O’Mara said the legislation serves to highlight the ongoing
need for New York to provide mandate relief to local governments and school
districts. It would also mark, if
enacted, the beginning of a true transformation of the state-local partnership,
he said. The state has taken some
important mandate relief actions over the past several years, including
long-term pension reform and the takeover of the growth in local Medicaid
costs, but it hasn’t been enough, according to O’Mara.
“Some meaningful steps have been taken to rein in the cost
of Medicaid, for example,” O’Mara said.
“But we can’t keep turning our backs on the fact that more needs to be
done. Mandate relief has to remain a
state priority. Localities and school
districts facing tough fiscal challenges still have their hands tied by too
many unfunded state mandates.
The New York State Association of Counties (NYSAC) “strongly
supports” the legislation O’Mara co-sponsors.
In a memorandum of support, NYSAC states, “It is true that the permanent
hard cap on local Medicaid contributions and reforms to the State and Local
Pension System have saved county taxpayers from the consistent growth of both
of these programs, but more needs to be done. Local taxpayers need greater
protection from future state cost shifts and the creation of new mandates.

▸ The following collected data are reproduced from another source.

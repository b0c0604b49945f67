//! ============================================================================
//! Whitelist Client - Remote whitelist query for one address
//! ============================================================================
//! `POST {base}/api/signature/is-white-address-xdcheck` with `{ "address" }`.
//! Only 2xx answers are accepted. A missing or malformed `isWhitelisted`
//! field counts as not whitelisted.
//! ============================================================================

use async_trait::async_trait;
use reqwest::header::{ACCEPT, CONTENT_TYPE};
use reqwest::Client;
use serde::Serialize;
use serde_json::Value;
use std::time::Duration;
use tracing::{debug, warn};
use url::Url;

use super::classifier::{ClassifiedError, ClientFailure, StatusCategory};
use crate::config::VerifierConfig;
use crate::types::{Address, WhitelistError};

/// Whitelist query endpoint, relative to the service base URL
pub const WHITELIST_PATH: &str = "/api/signature/is-white-address-xdcheck";

/// Successful answer from the whitelist service
#[derive(Debug, Clone, PartialEq)]
pub struct WhitelistResponse {
    pub is_whitelisted: bool,
    /// Parsed body, when it was valid JSON
    pub raw: Option<Value>,
}

/// Anything that can ask the remote authority about one address
#[async_trait]
pub trait WhitelistQuery: Send + Sync {
    async fn query(&self, address: &Address) -> Result<WhitelistResponse, ClassifiedError>;
}

#[derive(Debug, Serialize)]
struct WhitelistRequest<'a> {
    address: &'a str,
}

/// HTTP implementation of the whitelist query
pub struct WhitelistClient {
    client: Client,
    url: Url,
    timeout: Duration,
}

impl WhitelistClient {
    pub fn new(client: Client, url: Url, timeout: Duration) -> Self {
        Self {
            client,
            url,
            timeout,
        }
    }

    pub fn from_config(config: &VerifierConfig, client: Client) -> Result<Self, WhitelistError> {
        Ok(Self::new(
            client,
            config.endpoint(WHITELIST_PATH)?,
            config.query_timeout(),
        ))
    }

    pub fn url(&self) -> &Url {
        &self.url
    }

    async fn send(&self, address: &Address) -> Result<WhitelistResponse, ClientFailure> {
        let request = WhitelistRequest {
            address: address.as_str(),
        };
        debug!("Sending whitelist request for {}", address.short());

        let response = self
            .client
            .post(self.url.clone())
            .header(CONTENT_TYPE, "application/json")
            .header(ACCEPT, "application/json")
            .json(&request)
            .send()
            .await
            .map_err(|e| ClientFailure::from_reqwest(&e, self.timeout))?;

        let status = response.status();
        debug!("Whitelist response status: {}", status);

        if !status.is_success() {
            return Err(ClientFailure::Status(StatusCategory::from_code(
                status.as_u16(),
            )));
        }

        let body = response
            .text()
            .await
            .map_err(|e| ClientFailure::from_reqwest(&e, self.timeout))?;

        Ok(parse_whitelist_body(&body))
    }
}

#[async_trait]
impl WhitelistQuery for WhitelistClient {
    async fn query(&self, address: &Address) -> Result<WhitelistResponse, ClassifiedError> {
        // Transports may ignore their own timeout option; race against a timer
        match tokio::time::timeout(self.timeout, self.send(address)).await {
            Ok(Ok(response)) => Ok(response),
            Ok(Err(failure)) => Err(failure.into()),
            Err(_) => Err(ClientFailure::TimedOut(self.timeout).into()),
        }
    }
}

/// Extract the verdict from a 2xx body. Never assumes success.
pub fn parse_whitelist_body(body: &str) -> WhitelistResponse {
    match serde_json::from_str::<Value>(body) {
        Ok(raw) => {
            let is_whitelisted = match raw.get("isWhitelisted") {
                Some(Value::Bool(flag)) => *flag,
                Some(other) => {
                    warn!("Malformed isWhitelisted field: {} - assuming false", other);
                    false
                }
                None => {
                    warn!("Response has no isWhitelisted field - assuming false");
                    false
                }
            };
            WhitelistResponse {
                is_whitelisted,
                raw: Some(raw),
            }
        }
        Err(e) => {
            warn!("Whitelist response is not JSON: {} - assuming false", e);
            WhitelistResponse {
                is_whitelisted: false,
                raw: None,
            }
        }
    }
}
//! Directory-backed key-value storage

use crate::error::StorageError;
use crate::storage::KeyValueStore;
use std::fs;
use std::io::ErrorKind;
use std::path::{Path, PathBuf};

/// Stores each key as a file named after it inside one directory.
/// The directory is created on first write.
#[derive(Debug, Clone)]
pub struct FileStore {
    dir: PathBuf,
}

impl FileStore {
    pub fn new(dir: impl AsRef<Path>) -> Self {
        Self {
            dir: dir.as_ref().to_path_buf(),
        }
    }

    pub fn dir(&self) -> &Path {
        &self.dir
    }

    /// Keys map to file names, so only a conservative character set is allowed
    fn path_for(&self, key: &str) -> Result<PathBuf, StorageError> {
        let valid = !key.is_empty()
            && !key.starts_with('.')
            && key
                .chars()
                .all(|c| c.is_ascii_alphanumeric() || matches!(c, '_' | '-' | '.'));
        if !valid {
            return Err(StorageError::InvalidKey(key.to_string()));
        }
        Ok(self.dir.join(key))
    }
}

impl KeyValueStore for FileStore {
    fn get(&self, key: &str) -> Result<Option<String>, StorageError> {
        let path = self.path_for(key)?;
        match fs::read_to_string(&path) {
            Ok(value) => Ok(Some(value)),
            Err(e) if e.kind() == ErrorKind::NotFound => Ok(None),
            Err(e) => Err(e.into()),
        }
    }

    fn set(&mut self, key: &str, value: &str) -> Result<(), StorageError> {
        let path = self.path_for(key)?;
        fs::create_dir_all(&self.dir)?;

        // write-then-rename so a crash never leaves a truncated value
        let tmp = self.dir.join(format!(".{}.tmp", key));
        fs::write(&tmp, value)?;
        fs::rename(&tmp, &path)?;
        Ok(())
    }

    fn name(&self) -> &'static str {
        "file"
    }
}
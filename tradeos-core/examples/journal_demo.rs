//! Example: recording trades and printing the performance report

use tradeos_core::prelude::*;
use tracing_subscriber::EnvFilter;

fn main() -> Result<()> {
    // Initialize tracing
    tracing_subscriber::fmt()
        .with_env_filter(EnvFilter::try_from_default_env().unwrap_or_else(|_| EnvFilter::new("info")))
        .init();

    println!("=== TradeOS Journal Example ===\n");

    let config = shared::Config::from_env()?;
    let mut store = TradeStore::from_config(&config)?;
    println!("Loaded {} trades", store.trades().len());

    let trade = store
        .record_trade(
            TradeDraft::new("SOL/USDT", Direction::Long, 20.0)
                .closed_at(23.5)
                .with_quantity(50.0)
                .with_tag("breakout")
                .with_notes("Range break with volume"),
        )
        .context("failed to record trade")?;
    println!(
        "Recorded {} {} {}: P&L {:.2} ({:.2}%) {}",
        trade.pair, trade.direction, trade.id, trade.pnl, trade.pnl_percent, trade.status
    );

    if let Err(e) = store.record_trade(TradeDraft::new("BTC/USDT", Direction::Long, 0.0)) {
        println!("Rejected entry: {}", e);
    }

    let metrics = store.metrics();
    println!(
        "Win rate {}% | Profit factor {:.2} | Total P&L {:.2} | Streak {}",
        metrics.win_rate, metrics.profit_factor, metrics.total_pnl, metrics.active_streak
    );

    println!("\nP&L by pair:");
    for row in pnl_by_pair(store.trades()) {
        println!("  {:<10} {:>12.2} ({} trades)", row.pair, row.pnl, row.trades);
    }

    println!("{}", store.report().format());

    store.shutdown();
    Ok(())
}
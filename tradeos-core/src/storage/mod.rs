//! Key-value persistence
//!
//! The journal keeps two independent string values (the trade list and the
//! account balance) in a flat key-value substrate. Backends implement
//! [`KeyValueStore`]; [`open_backend`] picks one from configuration.

pub mod file;
pub mod memory;
pub mod redis;

pub use self::file::FileStore;
pub use self::memory::MemoryStore;
pub use self::redis::RedisStore;

use crate::error::StorageError;
use crate::Result;
use shared::{Config, StorageBackend};

/// Flat string key-value substrate
pub trait KeyValueStore {
    /// Read a value, `None` when the key was never written
    fn get(&self, key: &str) -> std::result::Result<Option<String>, StorageError>;

    /// Overwrite a value
    fn set(&mut self, key: &str, value: &str) -> std::result::Result<(), StorageError>;

    /// Short backend name for logs
    fn name(&self) -> &'static str;
}

impl<S: KeyValueStore + ?Sized> KeyValueStore for Box<S> {
    fn get(&self, key: &str) -> std::result::Result<Option<String>, StorageError> {
        (**self).get(key)
    }

    fn set(&mut self, key: &str, value: &str) -> std::result::Result<(), StorageError> {
        (**self).set(key, value)
    }

    fn name(&self) -> &'static str {
        (**self).name()
    }
}

/// Open the backend selected by `config`
pub fn open_backend(config: &Config) -> Result<Box<dyn KeyValueStore>> {
    let backend: Box<dyn KeyValueStore> = match config.storage_backend {
        StorageBackend::Memory => Box::new(MemoryStore::new()),
        StorageBackend::File => Box::new(FileStore::new(&config.storage_dir)),
        StorageBackend::Redis => Box::new(RedisStore::open(&config.redis_url)?),
    };

    tracing::info!("Using {} storage backend", backend.name());
    Ok(backend)
}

Enactment of this ‘no new unfunded mandates’ legislation will improve
accountability to all New York property taxpayers, as it will require those
setting statewide public policy initiatives to finance the cost of these initiatives,
instead of shifting the cost to local governments and taxpayers.”
Before it can be become law, the legislation needs approval
by both houses of the Legislature and Governor Andrew Cuomo.